**EXERCISE DETAILS**
When the line with "a regular file" appears below, start repeating lines exactly, and keep going through the line with "take appended text"; add nothing outside that span.
EXERCISE DATA Block Start
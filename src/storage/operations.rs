//! Storage operations
//!
//! The sandboxed mutation and read primitives behind the shell commands.
//! Every function takes paths that were already confined by the resolver
//! and checks its own existence precondition at call time. Writes consult
//! the quota before touching the disk.

use log::{error, info};
use std::fs::{self, OpenOptions};
use std::io::{self, Write};
use std::path::Path;

use crate::error::FsError;
use crate::navigate::ResolvedPath;
use crate::storage::filesystem::{copy_tree, entry_exists, path_size};
use crate::storage::quota::ensure_space;

/// Creates a directory, including missing parents
pub fn make_dir(path: &ResolvedPath) -> Result<(), FsError> {
    if entry_exists(path.as_path()) {
        return Err(FsError::AlreadyExists(path.virtual_path()));
    }

    fs::create_dir_all(path)?;
    info!("Created directory {} (real: {})", path, path.as_path().display());
    Ok(())
}

/// Creates an empty regular file
pub fn make_file(path: &ResolvedPath) -> Result<(), FsError> {
    if entry_exists(path.as_path()) {
        return Err(FsError::AlreadyExists(path.virtual_path()));
    }
    require_parent_dir(path)?;

    match OpenOptions::new().write(true).create_new(true).open(path) {
        Ok(_) => {
            info!("Created file {} (real: {})", path, path.as_path().display());
            Ok(())
        }
        Err(e) if e.kind() == io::ErrorKind::AlreadyExists => {
            Err(FsError::AlreadyExists(path.virtual_path()))
        }
        Err(e) => Err(FsError::from(e)),
    }
}

/// Returns the full contents of a regular file
pub fn read_file(path: &ResolvedPath) -> Result<String, FsError> {
    require_file(path)?;
    let bytes = fs::read(path)?;
    Ok(String::from_utf8_lossy(&bytes).into_owned())
}

/// Checks that `path` is an existing regular file that can take appended text
pub fn require_file(path: &ResolvedPath) -> Result<(), FsError> {
    if path.as_path().is_file() {
        Ok(())
    } else {
        Err(FsError::FileNotExist(path.virtual_path()))
    }
}

/// Appends `text` to an existing file, or rejects it whole if the quota would be exceeded.
///
/// Returns the number of bytes written.
pub fn append_file(
    root: &Path,
    quota: Option<u64>,
    path: &ResolvedPath,
    text: &str,
) -> Result<u64, FsError> {
    require_file(path)?;

    let bytes = text.len() as u64;
    ensure_space(root, quota, bytes)?;

    let mut file = OpenOptions::new().append(true).open(path)?;
    file.write_all(text.as_bytes())?;
    file.flush()?;

    info!("Appended {} bytes to {}", bytes, path);
    Ok(bytes)
}

/// Deletes a file, or a directory recursively
pub fn delete(path: &ResolvedPath) -> Result<(), FsError> {
    if path.is_root() {
        return Err(FsError::InvalidTarget(path.virtual_path()));
    }

    let metadata = match fs::symlink_metadata(path) {
        Ok(metadata) => metadata,
        Err(e) if e.kind() == io::ErrorKind::NotFound => {
            return Err(FsError::NotExist(path.virtual_path()));
        }
        Err(e) => return Err(FsError::from(e)),
    };

    let result = if metadata.is_dir() {
        fs::remove_dir_all(path)
    } else {
        fs::remove_file(path)
    };

    match result {
        Ok(()) => {
            info!("Deleted {} (real: {})", path, path.as_path().display());
            Ok(())
        }
        Err(e) => {
            error!(
                "Failed to delete {} (real: {}): {}",
                path,
                path.as_path().display(),
                e
            );
            Err(FsError::from(e))
        }
    }
}

/// Copies a file or directory tree, subject to the quota.
///
/// A file copied onto an existing directory lands inside it; a directory
/// copy needs a destination that does not exist yet. Returns where the
/// copy ended up.
pub fn copy(
    root: &Path,
    quota: Option<u64>,
    src: &ResolvedPath,
    dst: &ResolvedPath,
) -> Result<ResolvedPath, FsError> {
    let source = src.as_path();

    if source.is_file() {
        let target = into_directory(src, dst)?;
        if target == *src {
            return Err(FsError::InvalidTarget(target.virtual_path()));
        }
        require_parent_dir(&target)?;

        ensure_space(root, quota, path_size(source)?)?;
        let copied = fs::copy(source, &target)?;
        info!("Copied {} to {} ({} bytes)", src, target, copied);
        Ok(target)
    } else if source.is_dir() {
        if entry_exists(dst.as_path()) {
            return Err(FsError::AlreadyExists(dst.virtual_path()));
        }
        if dst.is_within(src) {
            return Err(FsError::InvalidTarget(dst.virtual_path()));
        }
        require_parent_dir(dst)?;

        ensure_space(root, quota, path_size(source)?)?;
        match copy_tree(source, dst.as_path()) {
            Ok(copied) => {
                info!("Copied directory {} to {} ({} bytes)", src, dst, copied);
                Ok(dst.clone())
            }
            Err(e) => {
                error!("Directory copy {} -> {} failed: {}", src, dst, e);
                discard_partial_copy(dst);
                Err(FsError::from(e))
            }
        }
    } else {
        Err(FsError::NotExist(src.virtual_path()))
    }
}

/// Moves a file or directory. Moving onto an existing directory moves into it.
///
/// Returns where the source ended up.
pub fn move_path(src: &ResolvedPath, dst: &ResolvedPath) -> Result<ResolvedPath, FsError> {
    if !entry_exists(src.as_path()) {
        return Err(FsError::NotExist(src.virtual_path()));
    }
    if src.is_root() {
        return Err(FsError::InvalidTarget(src.virtual_path()));
    }

    let target = into_directory(src, dst)?;
    if target.is_within(src) {
        return Err(FsError::InvalidTarget(target.virtual_path()));
    }
    if entry_exists(target.as_path()) && (target.as_path().is_dir() || src.as_path().is_dir()) {
        return Err(FsError::AlreadyExists(target.virtual_path()));
    }
    require_parent_dir(&target)?;

    fs::rename(src, &target)?;
    info!("Moved {} to {}", src, target);
    Ok(target)
}

/// `dst/<name of src>` when `dst` is an existing directory, `dst` otherwise
fn into_directory(src: &ResolvedPath, dst: &ResolvedPath) -> Result<ResolvedPath, FsError> {
    if dst.as_path().is_dir() {
        dst.child_named_like(src)
            .ok_or_else(|| FsError::InvalidTarget(src.virtual_path()))
    } else {
        Ok(dst.clone())
    }
}

/// Removes whatever a failed directory copy left at `dst`; false if that failed too.
fn discard_partial_copy(dst: &ResolvedPath) -> bool {
    match fs::remove_dir_all(dst) {
        Ok(()) => true,
        Err(e) => {
            error!(
                "Failed to remove partial copy {} (real: {}): {}",
                dst,
                dst.as_path().display(),
                e
            );
            false
        }
    }
}

fn require_parent_dir(path: &ResolvedPath) -> Result<(), FsError> {
    match path.parent() {
        Some(parent) if !parent.as_path().is_dir() => {
            Err(FsError::DirNotExist(parent.virtual_path()))
        }
        _ => Ok(()),
    }
}
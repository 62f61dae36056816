//! Authentication validator
//!
//! Input sanitation for usernames and passwords, and the login decision:
//! unknown users are registered on first login, known users must present
//! the stored password.

use log::{info, warn};

use super::credentials::CredentialStore;
use crate::error::AuthError;

/// How a successful login came about.
#[derive(Debug, Clone, Copy, PartialEq, Eq)]
pub enum AuthOutcome {
    /// First login: the user was added to the store.
    Registered,
    /// Existing user, password matched.
    Authenticated,
}

/// Performs basic input sanitation to check for malicious or malformed input.
fn is_valid_input(input: &str, max_length: usize) -> bool {
    !input.trim().is_empty() && input.len() <= max_length && !input.contains(['\r', '\n', '\0'])
}

/// Validates that a username is safe to use as a directory name.
pub fn validate_username(username: &str, max_length: usize) -> Result<(), AuthError> {
    if !is_valid_input(username, max_length) {
        return Err(AuthError::MalformedInput("Invalid username format".into()));
    }

    if username.contains(['/', '\\'])
        || username.starts_with('.')
        || username.trim() != username
        || username.chars().any(char::is_control)
    {
        return Err(AuthError::InvalidUsername(username.to_string()));
    }

    Ok(())
}

/// Validates the shape of a password.
pub fn validate_password(password: &str, max_length: usize) -> Result<(), AuthError> {
    if !is_valid_input(password, max_length) {
        return Err(AuthError::MalformedInput("Invalid password format".into()));
    }
    Ok(())
}

/// Registers an unknown user, or checks a known user's password.
///
/// A mismatch is a `WrongCredential` error and leaves the store untouched.
pub fn check_credentials(
    store: &mut dyn CredentialStore,
    username: &str,
    password: &str,
) -> Result<AuthOutcome, AuthError> {
    if !store.exists(username) {
        store.add(username, password)?;
        info!("Registered new user {}", username);
        return Ok(AuthOutcome::Registered);
    }

    match store.get(username) {
        Some(stored) if stored == password => Ok(AuthOutcome::Authenticated),
        Some(_) => {
            warn!("Wrong password for user {}", username);
            Err(AuthError::WrongCredential(username.to_string()))
        }
        None => Err(AuthError::InvalidState(format!(
            "credential store lost user {username}"
        ))),
    }
}
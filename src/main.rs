//! RAX FS Shell - Entry Point

use log::{error, info};
use std::process::ExitCode;

use rax_fs_shell::Server;
use rax_fs_shell::auth::JsonCredentialStore;
use rax_fs_shell::config::ShellConfig;
use rax_fs_shell::error::ShellError;

async fn run() -> Result<(), ShellError> {
    let config = ShellConfig::load()?;
    info!(
        "Users root: {}, quota: {:?}, mode: {:?}",
        config.users_root, config.quota_bytes, config.mode
    );

    let credentials = JsonCredentialStore::open(config.credentials_path())?;
    let server = Server::new(config, Box::new(credentials))?;
    server.start().await
}

#[tokio::main]
async fn main() -> ExitCode {
    // Initialize the logger (env_logger picks up RUST_LOG environment variable)
    env_logger::init();

    info!("Launching RAX FS shell...");

    match run().await {
        Ok(()) => ExitCode::SUCCESS,
        Err(e) => {
            error!("Shell stopped: {}", e);
            ExitCode::FAILURE
        }
    }
}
EXERCISE DATA Block End
**REPLY TO THE EXERCISE**
/// Returns the full contents of a regular file
pub fn read_file(path: &ResolvedPath) -> Result<String, FsError> {
    require_file(path)?;
    let bytes = fs::read(path)?;
    Ok(String::from_utf8_lossy(&bytes).into_owned())
}

/// Checks that `path` is an existing regular file that can take appended text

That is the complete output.